COLUNA | Corações Solitários & Amores Possíveis: a verdade
Por Jorge Rocha
Faltam poucos dias para encenar “Corações solitários & Amores possíveis” com a Mutável Saralho Band no Teatro de Bolso e hoje, justamente hoje, me pergunto o que é que estou fazendo. Escrever sobre amor é uma das tarefas mais masoquistas que eu conheço. E mesmo assim, sem ter o menor prazer em sentir qualquer dor, fui não só cutucar a ferida como também chamei os demais mutáveis para isso.
Temo ter começado algum fetiche coletivo.
Enquanto não descubro se foi isso mesmo que realmente aconteceu, faço uma revisão completa em tudo o que criamos para este espetáculo – e fico novamente com a impressão de que o título parece nome de tango. Fomos ali nos anos 80, pegar umas referências de amores ainda em broto e elementos de cultura pop que nasceram para ser parodiados somente para criar nosso próprio microcosmo desta década. Colocamos nosso louco amor na última astronave, digo, em uma emissora de rádio e transmitimos nossa versão radiofônica – porque o rádio já foi tão popular, assim como o amor – para falar sobre os nós nas tripas diante de descobertas de coisas do coração.

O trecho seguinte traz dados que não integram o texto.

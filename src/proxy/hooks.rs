//! Rule hooks invoked at the interception decision points.
//!
//! A rule set implements [`RuleHooks`]; every method has a no-op default so
//! implementors override only what they need. The proxy calls hooks through
//! [`Hooks`], which logs hook failures and treats them as "no override".
//!
//! Hooks run in a fixed order for each exchange:
//!
//! 1. `before_deal_https_request` (once per CONNECT)
//! 2. `before_send_request`
//! 3. `before_send_response` (buffered, non-injected responses only)
//!
//! # Example
//!
//! ```ignore
//! use eden_proxy::proxy::hooks::{RequestContext, RequestOverride, RuleHooks};
//!
//! struct Rewrite;
//!
//! #[async_trait::async_trait]
//! impl RuleHooks for Rewrite {
//!     async fn before_send_request(
//!         &self,
//!         ctx: &RequestContext,
//!     ) -> anyhow::Result<Option<RequestOverride>> {
//!         let mut options = ctx.request_options.clone();
//!         options.path = "/v2".to_string() + &options.path;
//!         Ok(Some(RequestOverride { request_options: Some(options), ..Default::default() }))
//!     }
//! }
//! ```

use super::error::ProxyError;
use async_trait::async_trait;
use bytes::Bytes;
use hyper::{HeaderMap, Method, StatusCode};
use serde::Serialize;
use std::fmt;
use std::sync::Arc;
use tracing::error;

/// Application protocol of an intercepted exchange.
#[derive(Debug, Clone, Copy, PartialEq, Eq, Hash, Serialize)]
#[serde(rename_all = "lowercase")]
pub enum Protocol {
    /// Plain HTTP.
    Http,
    /// HTTP over TLS.
    Https,
    /// Plain WebSocket.
    Ws,
    /// WebSocket over TLS.
    Wss,
}

impl Protocol {
    /// Scheme string as it appears in URLs.
    pub fn as_str(self) -> &'static str {
        match self {
            Protocol::Http => "http",
            Protocol::Https => "https",
            Protocol::Ws => "ws",
            Protocol::Wss => "wss",
        }
    }

    /// Whether the protocol runs over TLS.
    pub fn is_secure(self) -> bool {
        matches!(self, Protocol::Https | Protocol::Wss)
    }

    /// Port implied when a URL omits one.
    pub fn default_port(self) -> u16 {
        if self.is_secure() { 443 } else { 80 }
    }

    /// Parse a URL scheme.
    pub fn from_scheme(scheme: &str) -> Option<Self> {
        match scheme.to_ascii_lowercase().as_str() {
            "http" => Some(Protocol::Http),
            "https" => Some(Protocol::Https),
            "ws" => Some(Protocol::Ws),
            "wss" => Some(Protocol::Wss),
            _ => None,
        }
    }
}

impl fmt::Display for Protocol {
    fn fmt(&self, f: &mut fmt::Formatter<'_>) -> fmt::Result {
        f.write_str(self.as_str())
    }
}

/// Where and how a request is sent upstream.
#[derive(Debug, Clone)]
pub struct RequestOptions {
    /// Target hostname.
    pub hostname: String,
    /// Target port.
    pub port: u16,
    /// Path including query string.
    pub path: String,
    /// Request method.
    pub method: Method,
    /// Request headers.
    pub headers: HeaderMap,
}

/// A response produced by the origin or by a hook.
#[derive(Debug, Clone, Default)]
pub struct ResponseDetail {
    /// Status code; required before the response can be sent.
    pub status_code: Option<StatusCode>,
    /// Response headers; required before the response can be sent.
    pub headers: Option<HeaderMap>,
    /// Fully buffered body.
    pub body: Bytes,
}

impl ResponseDetail {
    /// Build a complete response.
    pub fn new(status_code: StatusCode, headers: HeaderMap, body: impl Into<Bytes>) -> Self {
        Self {
            status_code: Some(status_code),
            headers: Some(headers),
            body: body.into(),
        }
    }
}

/// Everything the pipeline knows about an exchange before it is sent.
#[derive(Debug, Clone)]
pub struct RequestContext {
    /// Protocol the request is sent with.
    pub protocol: Protocol,
    /// Full URL as received.
    pub url: String,
    /// Upstream target and request line.
    pub request_options: RequestOptions,
    /// Fully buffered request body.
    pub request_data: Bytes,
    /// Response injected by a hook; when set the origin is never contacted.
    pub response: Option<ResponseDetail>,
}

impl RequestContext {
    /// Apply a hook override field by field. Absent fields keep their value.
    pub fn merge(&mut self, update: RequestOverride) {
        if let Some(protocol) = update.protocol {
            self.protocol = protocol;
        }
        if let Some(options) = update.request_options {
            self.request_options = options;
        }
        if let Some(data) = update.request_data {
            self.request_data = data;
        }
        if update.response.is_some() {
            self.response = update.response;
        }
    }

    /// URL the request will actually be sent to, after overrides.
    pub fn target_url(&self) -> String {
        let options = &self.request_options;
        let host = if options.hostname.contains(':') {
            format!("[{}]", options.hostname)
        } else {
            options.hostname.clone()
        };
        if options.port == self.protocol.default_port() {
            format!("{}://{}{}", self.protocol, host, options.path)
        } else {
            format!("{}://{}:{}{}", self.protocol, host, options.port, options.path)
        }
    }
}

/// Partial update returned by [`RuleHooks::before_send_request`].
#[derive(Debug, Clone, Default)]
pub struct RequestOverride {
    /// Replacement protocol.
    pub protocol: Option<Protocol>,
    /// Replacement target and request line.
    pub request_options: Option<RequestOptions>,
    /// Replacement body.
    pub request_data: Option<Bytes>,
    /// Response to serve instead of contacting the origin.
    pub response: Option<ResponseDetail>,
}

/// A CONNECT request as seen by the tunnel handler.
#[derive(Debug, Clone)]
pub struct ConnectDetail {
    /// Target host.
    pub host: String,
    /// Target port.
    pub port: u16,
    /// Headers of the CONNECT request.
    pub headers: HeaderMap,
}

/// User-supplied interception policy.
///
/// All methods default to "do nothing". Errors are logged by the proxy and
/// treated exactly like `Ok(None)`.
#[async_trait]
pub trait RuleHooks: Send + Sync {
    /// Human-readable description logged at startup.
    fn summary(&self) -> String {
        String::new()
    }

    /// Decide whether a CONNECT tunnel is decrypted.
    ///
    /// `None` defers to the configured force-intercept flag.
    async fn before_deal_https_request(
        &self,
        _detail: &ConnectDetail,
    ) -> anyhow::Result<Option<bool>> {
        Ok(None)
    }

    /// Rewrite the outgoing request or inject a response.
    async fn before_send_request(
        &self,
        _ctx: &RequestContext,
    ) -> anyhow::Result<Option<RequestOverride>> {
        Ok(None)
    }

    /// Replace the origin response before it is sent to the client.
    async fn before_send_response(
        &self,
        _ctx: &RequestContext,
        _response: &ResponseDetail,
    ) -> anyhow::Result<Option<ResponseDetail>> {
        Ok(None)
    }

    /// Produce a custom response for a failed exchange.
    ///
    /// Only used when the returned headers are non-empty.
    async fn on_error(
        &self,
        _ctx: &RequestContext,
        _error: &ProxyError,
    ) -> anyhow::Result<Option<ResponseDetail>> {
        Ok(None)
    }

    /// Observe an upstream dial failure inside a CONNECT tunnel.
    async fn on_connect_error(
        &self,
        _detail: &ConnectDetail,
        _error: &ProxyError,
    ) -> anyhow::Result<()> {
        Ok(())
    }

    /// Observe a client socket failure inside a CONNECT tunnel.
    async fn on_client_socket_error(
        &self,
        _detail: &ConnectDetail,
        _error: &ProxyError,
    ) -> anyhow::Result<()> {
        Ok(())
    }
}

/// Rule set that never overrides anything.
#[derive(Debug, Clone, Copy, Default)]
pub struct DefaultRules;

impl RuleHooks for DefaultRules {}

/// Shared handle the proxy calls hooks through.
#[derive(Clone)]
pub struct Hooks {
    inner: Arc<dyn RuleHooks>,
}

impl Hooks {
    /// Wrap a rule set.
    pub fn new(rules: Arc<dyn RuleHooks>) -> Self {
        Self { inner: rules }
    }

    /// Description of the installed rule set.
    pub fn summary(&self) -> String {
        self.inner.summary()
    }

    /// See [`RuleHooks::before_deal_https_request`].
    pub async fn before_deal_https_request(&self, detail: &ConnectDetail) -> Option<bool> {
        log_failure(
            "before_deal_https_request",
            self.inner.before_deal_https_request(detail).await,
        )
        .flatten()
    }

    /// See [`RuleHooks::before_send_request`].
    pub async fn before_send_request(&self, ctx: &RequestContext) -> Option<RequestOverride> {
        log_failure(
            "before_send_request",
            self.inner.before_send_request(ctx).await,
        )
        .flatten()
    }

    /// See [`RuleHooks::before_send_response`].
    pub async fn before_send_response(
        &self,
        ctx: &RequestContext,
        response: &ResponseDetail,
    ) -> Option<ResponseDetail> {
        log_failure(
            "before_send_response",
            self.inner.before_send_response(ctx, response).await,
        )
        .flatten()
    }

    /// See [`RuleHooks::on_error`].
    pub async fn on_error(&self, ctx: &RequestContext, err: &ProxyError) -> Option<ResponseDetail> {
        log_failure("on_error", self.inner.on_error(ctx, err).await).flatten()
    }

    /// See [`RuleHooks::on_connect_error`].
    pub async fn on_connect_error(&self, detail: &ConnectDetail, err: &ProxyError) {
        log_failure("on_connect_error", self.inner.on_connect_error(detail, err).await);
    }

    /// See [`RuleHooks::on_client_socket_error`].
    pub async fn on_client_socket_error(&self, detail: &ConnectDetail, err: &ProxyError) {
        log_failure(
            "on_client_socket_error",
            self.inner.on_client_socket_error(detail, err).await,
        );
    }
}

impl Default for Hooks {
    fn default() -> Self {
        Self::new(Arc::new(DefaultRules))
    }
}

impl fmt::Debug for Hooks {
    fn fmt(&self, f: &mut fmt::Formatter<'_>) -> fmt::Result {
        f.debug_struct("Hooks")
            .field("summary", &self.inner.summary())
            .finish()
    }
}

fn log_failure<T>(hook: &str, result: anyhow::Result<T>) -> Option<T> {
    match result {
        Ok(value) => Some(value),
        Err(e) => {
            error!("Rule hook {} failed: {:#}", hook, e);
            None
        }
    }
}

Sim, aqui ninguém tem uma camiseta escrito “eu te amo”.
Para mim, construir este espetáculo não foi uma tarefa fácil. Escrever sobre o que se entende sobre amor nunca é – para quem se recusa a rimar amor com flor. Elaborar um espetáculo multilinguagem sobre amores com mais três cabeças fortemente criativas talvez tenha sido uma das empreitadas mais dolorosas a que me submeti. Porque significa usar tantas outras forças criativas para encorpar, avolumar, agigantar e dar musculatura férrea ao que eu, timidamente, escrevi sobre amores, tentando remendar e juntar nacos de assombro em alguma espécie de – valha o termo – entendimento. É um assombro diante de um assombro. E colocar escrever sobre este espetáculo agora é uma forma de tentar entender justamente isso.
Durante os ensaios, não foram poucas as vezes em que eu percebi tudo ao redor mudando e isso me deixava meio assustado. Mas eu fingia que não havia acontecido nada e seguia. Tenho essa crença de que não será difícil para o público saber que momentos são esses.
Da minha parte, antecipo que, quando pisarmos no palco pela primeira vez com este espetáculo, ficará rodando em loop a frase “It’s alive!”.